Why we have Lost God

The Primacy of Matter
and
the Loss of Faith
We live in a world of matter
Matter is the substance of the senses. It is apprehensible.
We touch it, feel it, manipulate it, make things of it, and even
destroy it (yes, I know the principle of “the conservation of
matter,” but you get the point.) It is tactile, sensuous, and often
pleasing to the eye, the touch, and our other senses. It alternately
excites us and repels us. It is what we see when we open our eyes,
what we feel when we touch anything.
It is the world we know
Increasingly, it is the only world we know.
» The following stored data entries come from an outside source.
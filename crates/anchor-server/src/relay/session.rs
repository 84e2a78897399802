//! Per-connection frame handling

use std::sync::Arc;

use anchor_common::DeviceId;
use anchor_protocol::{DeviceEvent, DeviceStatus, InboundFrame, OutboundFrame, RelayedFrame};

use super::pool::{ChannelHandle, Delivery};
use crate::registry::UNKNOWN;
use crate::state::CoreState;

/// Log target for free-form `log:event` lines
pub const EVENT_LOG_TARGET: &str = "anchor::events";

/// Display name given to ids the registry has never seen
const NEW_DEVICE_NAME: &str = "New Device";

/// Passthrough types too chatty for info-level logging
const QUIET_PASSTHROUGH: &[&str] = &[
    "stream:chunk",
    "preview:request",
    "preview:data",
    "action:file",
    "gps:data",
];

/// What happened to one inbound frame
#[derive(Debug, Clone, Copy, PartialEq, Eq)]
pub enum FrameOutcome {
    /// The connection is now bound to a device id
    Registered,
    /// A routed frame was handed to the relay
    Forwarded(Delivery),
    /// Written to the operational log
    Logged,
    /// Routed frame from a connection that never registered
    Unbound,
    /// Unparsable, unknown, or missing a target
    Dropped,
}

/// State of one relay connection
pub struct RelaySession {
    state: Arc<CoreState>,
    channel: ChannelHandle,
    origin: String,
    device_id: Option<DeviceId>,
}

impl RelaySession {
    /// Start a session for an authenticated connection
    pub fn new(state: Arc<CoreState>, channel: ChannelHandle, origin: impl Into<String>) -> Self {
        Self {
            state,
            channel,
            origin: origin.into(),
            device_id: None,
        }
    }

    /// Device id this connection registered as
    pub fn device_id(&self) -> Option<&DeviceId> {
        self.device_id.as_ref()
    }

    /// Handle one text frame.
    ///
    /// Malformed and unknown frames are logged and dropped; the connection
    /// stays open.
    pub fn handle_text(&mut self, text: &str) -> FrameOutcome {
        match InboundFrame::parse(text) {
            Ok(frame) => self.handle_frame(frame),
            Err(e) => {
                tracing::debug!("Dropping frame from {}: {}", self.origin, e);
                FrameOutcome::Dropped
            }
        }
    }

    /// Handle one decoded frame
    pub fn handle_frame(&mut self, frame: InboundFrame) -> FrameOutcome {
        match frame {
            InboundFrame::Register { id } => self.register(id),
            InboundFrame::LogEvent { message } => {
                tracing::info!(target: EVENT_LOG_TARGET, "[{}] {}", self.sender_name(), message);
                FrameOutcome::Logged
            }
            routed => self.route(routed),
        }
    }

    /// Release this connection's binding, if it still owns one
    pub fn close(self) {
        let Some(id) = self.device_id else {
            return;
        };
        let released = self.state.relay.unregister(&id, self.channel.id());
        let name = self
            .state
            .registry
            .display_name(&id)
            .unwrap_or_else(|| UNKNOWN.to_string());
        if released {
            tracing::info!("Device disconnected: {} ({})", name, id.short());
        } else {
            tracing::debug!("Closed displaced connection for {} ({})", name, id.short());
        }
    }

    fn register(&mut self, id: String) -> FrameOutcome {
        if id.is_empty() {
            tracing::debug!("Ignoring register without id from {}", self.origin);
            return FrameOutcome::Dropped;
        }
        let id = DeviceId::new(id);

        if let Some(previous) = self.device_id.take() {
            if previous != id {
                self.state.relay.unregister(&previous, self.channel.id());
            }
        }

        if let Some(displaced) = self.state.relay.register(id.clone(), self.channel.clone()) {
            if displaced.id() != self.channel.id() {
                tracing::warn!(
                    "Device {} registered again from {}; previous connection no longer receives frames",
                    id.short(),
                    self.origin
                );
            }
        }

        let known = self.state.registry.contains(&id);
        let mut event = DeviceEvent::new(id.as_str()).at(self.state.clock.now());
        event.status = Some(DeviceStatus::Online);
        event.ip = Some(self.origin.clone());
        if !known {
            event.name = Some(NEW_DEVICE_NAME.to_string());
        }
        if let Err(e) = self.state.registry.upsert(event) {
            tracing::warn!("Failed to record relay registration: {}", e);
        }

        let name = self
            .state
            .registry
            .display_name(&id)
            .unwrap_or_else(|| NEW_DEVICE_NAME.to_string());
        tracing::info!("Device registered: {} ({})", name, id.short());

        self.device_id = Some(id);
        FrameOutcome::Registered
    }

    fn route(&self, frame: InboundFrame) -> FrameOutcome {
        let Some(from) = self.device_id.as_ref() else {
            tracing::debug!(
                "Dropping {} from unregistered connection {}",
                frame.kind(),
                self.origin
            );
            return FrameOutcome::Unbound;
        };
        let Some(target) = frame.target_id().map(DeviceId::from) else {
            tracing::debug!("Dropping {} without targetId from {}", frame.kind(), from.short());
            return FrameOutcome::Dropped;
        };

        let relayed: RelayedFrame = match frame {
            InboundFrame::Ping { .. } => {
                let target_name = self
                    .state
                    .registry
                    .display_name(&target)
                    .unwrap_or_else(|| target.to_string());
                tracing::info!("Routing ping to {}", target_name);
                OutboundFrame::Ping {
                    from: from.to_string(),
                }
                .into()
            }
            InboundFrame::LatencyStart { timestamp, .. } => OutboundFrame::LatencyCheck {
                from: from.to_string(),
                timestamp: timestamp.unwrap_or_else(|| self.state.clock.now_millis()),
            }
            .into(),
            InboundFrame::LatencyPong {
                original_timestamp, ..
            } => OutboundFrame::LatencyResult {
                from: from.to_string(),
                original_timestamp,
            }
            .into(),
            InboundFrame::Passthrough { kind, payload, .. } => {
                if QUIET_PASSTHROUGH.contains(&kind.as_str()) {
                    tracing::trace!("{} from {}", kind, from.short());
                } else {
                    tracing::info!("{} from {}", kind, self.sender_name());
                }
                RelayedFrame::passthrough(payload, from.as_str())
            }
            InboundFrame::Register { .. } | InboundFrame::LogEvent { .. } => {
                return FrameOutcome::Dropped;
            }
        };

        let delivery = self.state.relay.deliver(&target, &relayed);
        if delivery == Delivery::Absent {
            tracing::debug!("Target {} is not connected; frame dropped", target.short());
        }
        FrameOutcome::Forwarded(delivery)
    }

    fn sender_name(&self) -> String {
        self.device_id
            .as_ref()
            .and_then(|id| self.state.registry.display_name(id))
            .unwrap_or_else(|| UNKNOWN.to_string())
    }
}

#[cfg(test)]
mod tests {
    use super::*;
    use anchor_common::config::CoreConfig;
    use anchor_common::ManualClock;
    use serde_json::{json, Value};
    use tokio::sync::mpsc;

    fn state() -> Arc<CoreState> {
        Arc::new(CoreState::with_clock(
            CoreConfig::default(),
            Arc::new(ManualClock::from_millis(1_700_000_000_000)),
        ))
    }

    fn session(state: &Arc<CoreState>) -> (RelaySession, mpsc::Receiver<String>) {
        let (tx, rx) = mpsc::channel(16);
        (
            RelaySession::new(Arc::clone(state), ChannelHandle::new(tx), "10.0.0.9"),
            rx,
        )
    }

    fn recv(rx: &mut mpsc::Receiver<String>) -> Value {
        serde_json::from_str(&rx.try_recv().unwrap()).unwrap()
    }

    #[test]
    fn test_register_binds_and_records_device() {
        let state = state();
        let (mut a, _rx) = session(&state);

        assert_eq!(
            a.handle_text(r#"{"type":"register","id":"A"}"#),
            FrameOutcome::Registered
        );
        assert!(state.relay.is_bound(&DeviceId::new("A")));

        let record = state.registry.get(&DeviceId::new("A")).unwrap();
        assert_eq!(record.name, "New Device");
        assert_eq!(record.ip, "10.0.0.9");
        assert_eq!(record.status, DeviceStatus::Online);
    }

    #[test]
    fn test_register_keeps_known_name() {
        let state = state();
        let mut event = DeviceEvent::new("A");
        event.name = Some("Phone - bob".to_string());
        let earlier = chrono::DateTime::from_timestamp_millis(1_000).unwrap();
        state.registry.upsert(event.at(earlier)).unwrap();

        let (mut a, _rx) = session(&state);
        a.handle_text(r#"{"type":"register","id":"A"}"#);
        assert_eq!(state.registry.display_name(&DeviceId::new("A")).unwrap(), "Phone - bob");
    }

    #[test]
    fn test_ping_is_relayed_with_sender() {
        let state = state();
        let (mut a, mut rx_a) = session(&state);
        let (mut b, mut rx_b) = session(&state);
        let (mut c, mut rx_c) = session(&state);
        a.handle_text(r#"{"type":"register","id":"A"}"#);
        b.handle_text(r#"{"type":"register","id":"B"}"#);
        c.handle_text(r#"{"type":"register","id":"C"}"#);

        assert_eq!(
            a.handle_text(r#"{"type":"ping","targetId":"B"}"#),
            FrameOutcome::Forwarded(Delivery::Delivered)
        );
        assert_eq!(recv(&mut rx_b), json!({"type": "ping", "from": "A"}));
        assert!(rx_b.try_recv().is_err());
        // Neither the sender nor a bystander hears anything
        assert!(rx_a.try_recv().is_err());
        assert!(rx_c.try_recv().is_err());
    }

    #[test]
    fn test_latency_round_trip() {
        let state = state();
        let (mut a, mut rx_a) = session(&state);
        let (mut b, mut rx_b) = session(&state);
        a.handle_text(r#"{"type":"register","id":"A"}"#);
        b.handle_text(r#"{"type":"register","id":"B"}"#);

        a.handle_text(r#"{"type":"latency:start","targetId":"B"}"#);
        let check = recv(&mut rx_b);
        assert_eq!(check["type"], "latency:check");
        assert_eq!(check["from"], "A");
        assert_eq!(check["timestamp"], json!(1_700_000_000_000u64));

        b.handle_text(
            r#"{"type":"latency:pong","targetId":"A","originalTimestamp":1700000000000}"#,
        );
        assert_eq!(
            recv(&mut rx_a),
            json!({"type": "latency:result", "from": "B", "originalTimestamp": 1_700_000_000_000u64})
        );
    }

    #[test]
    fn test_latency_start_keeps_caller_timestamp() {
        let state = state();
        let (mut a, _rx_a) = session(&state);
        let (mut b, mut rx_b) = session(&state);
        a.handle_text(r#"{"type":"register","id":"A"}"#);
        b.handle_text(r#"{"type":"register","id":"B"}"#);

        a.handle_text(r#"{"type":"latency:start","targetId":"B","timestamp":42}"#);
        assert_eq!(recv(&mut rx_b)["timestamp"], json!(42));
    }

    #[test]
    fn test_passthrough_is_forwarded_verbatim() {
        let state = state();
        let (mut a, _rx_a) = session(&state);
        let (mut b, mut rx_b) = session(&state);
        a.handle_text(r#"{"type":"register","id":"A"}"#);
        b.handle_text(r#"{"type":"register","id":"B"}"#);

        a.handle_text(r#"{"type":"action:vibrate","targetId":"B","pattern":[100,50],"from":"Z"}"#);
        assert_eq!(
            recv(&mut rx_b),
            json!({"type": "action:vibrate", "targetId": "B", "pattern": [100, 50], "from": "A"})
        );
    }

    #[test]
    fn test_unknown_target_is_dropped_silently() {
        let state = state();
        let (mut a, mut rx_a) = session(&state);
        a.handle_text(r#"{"type":"register","id":"A"}"#);

        assert_eq!(
            a.handle_text(r#"{"type":"ping","targetId":"C"}"#),
            FrameOutcome::Forwarded(Delivery::Absent)
        );
        assert!(rx_a.try_recv().is_err());
    }

    #[test]
    fn test_routed_frame_before_register() {
        let state = state();
        let (mut a, _rx_a) = session(&state);
        let (mut b, mut rx_b) = session(&state);
        b.handle_text(r#"{"type":"register","id":"B"}"#);

        assert_eq!(
            a.handle_text(r#"{"type":"ping","targetId":"B"}"#),
            FrameOutcome::Unbound
        );
        assert!(rx_b.try_recv().is_err());
    }

    #[test]
    fn test_bad_frames_are_dropped() {
        let state = state();
        let (mut a, _rx) = session(&state);
        a.handle_text(r#"{"type":"register","id":"A"}"#);

        assert_eq!(a.handle_text("{not json"), FrameOutcome::Dropped);
        assert_eq!(a.handle_text(r#"{"type":"teleport"}"#), FrameOutcome::Dropped);
        assert_eq!(a.handle_text(r#"{"type":"stream:start"}"#), FrameOutcome::Dropped);
        assert_eq!(
            a.handle_text(r#"{"type":"log:event","message":"hello"}"#),
            FrameOutcome::Logged
        );
    }

    #[test]
    fn test_stale_close_keeps_newer_binding() {
        let state = state();
        let (mut first, _rx1) = session(&state);
        let (mut second, mut rx2) = session(&state);
        let (mut peer, _rx3) = session(&state);
        first.handle_text(r#"{"type":"register","id":"X"}"#);
        second.handle_text(r#"{"type":"register","id":"X"}"#);
        peer.handle_text(r#"{"type":"register","id":"P"}"#);

        first.close();
        assert!(state.relay.is_bound(&DeviceId::new("X")));

        peer.handle_text(r#"{"type":"ping","targetId":"X"}"#);
        assert_eq!(recv(&mut rx2)["from"], "P");

        second.close();
        assert!(!state.relay.is_bound(&DeviceId::new("X")));
    }

    #[test]
    fn test_reregister_under_new_id_releases_old() {
        let state = state();
        let (mut a, _rx) = session(&state);
        a.handle_text(r#"{"type":"register","id":"A"}"#);
        a.handle_text(r#"{"type":"register","id":"A2"}"#);

        assert!(!state.relay.is_bound(&DeviceId::new("A")));
        assert!(state.relay.is_bound(&DeviceId::new("A2")));
        assert_eq!(a.device_id().unwrap().as_str(), "A2");
    }
}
Every other “possible world” has receded before the incursion of the
senses and the accompanying demand for instantaneity: pleasure
now, satisfaction now, information now,
fulfillment now — and on a broader level, peace now,
justice now and equality now. We have all heard the
political and social mantra that first came to us from the
tumultuous and purple-hazed 60’s by now, and we even know its
cadence. The “cause” matters not, for the response has by now become
childishly reflexive:
1.
“What
do we want?” (insert anything here)
2.
“When
do we want it?
3.
“Now!”
4.
“What
do we want?”
And so on. Again and again, as if repetition will
somehow produce what we want when we cannot obtain it through reason
or persuasion. After all, it worked when we were spoiled children —
who, largely, have grown into spoiled adults. Our parents,
regrettably, had taught us by example; by collapsing before the
incessant cries, not for what we needed (which they always
provided), but for what we wanted. We learned that, by making
their lives miserable, they would acquiesce to what we wanted — and
demanded!
Do you want anything — however absurd? Then agitate, demand, and
never take “no” for an answer, however unimpeachable the
authority. Not even from God Himself. We want to “feel”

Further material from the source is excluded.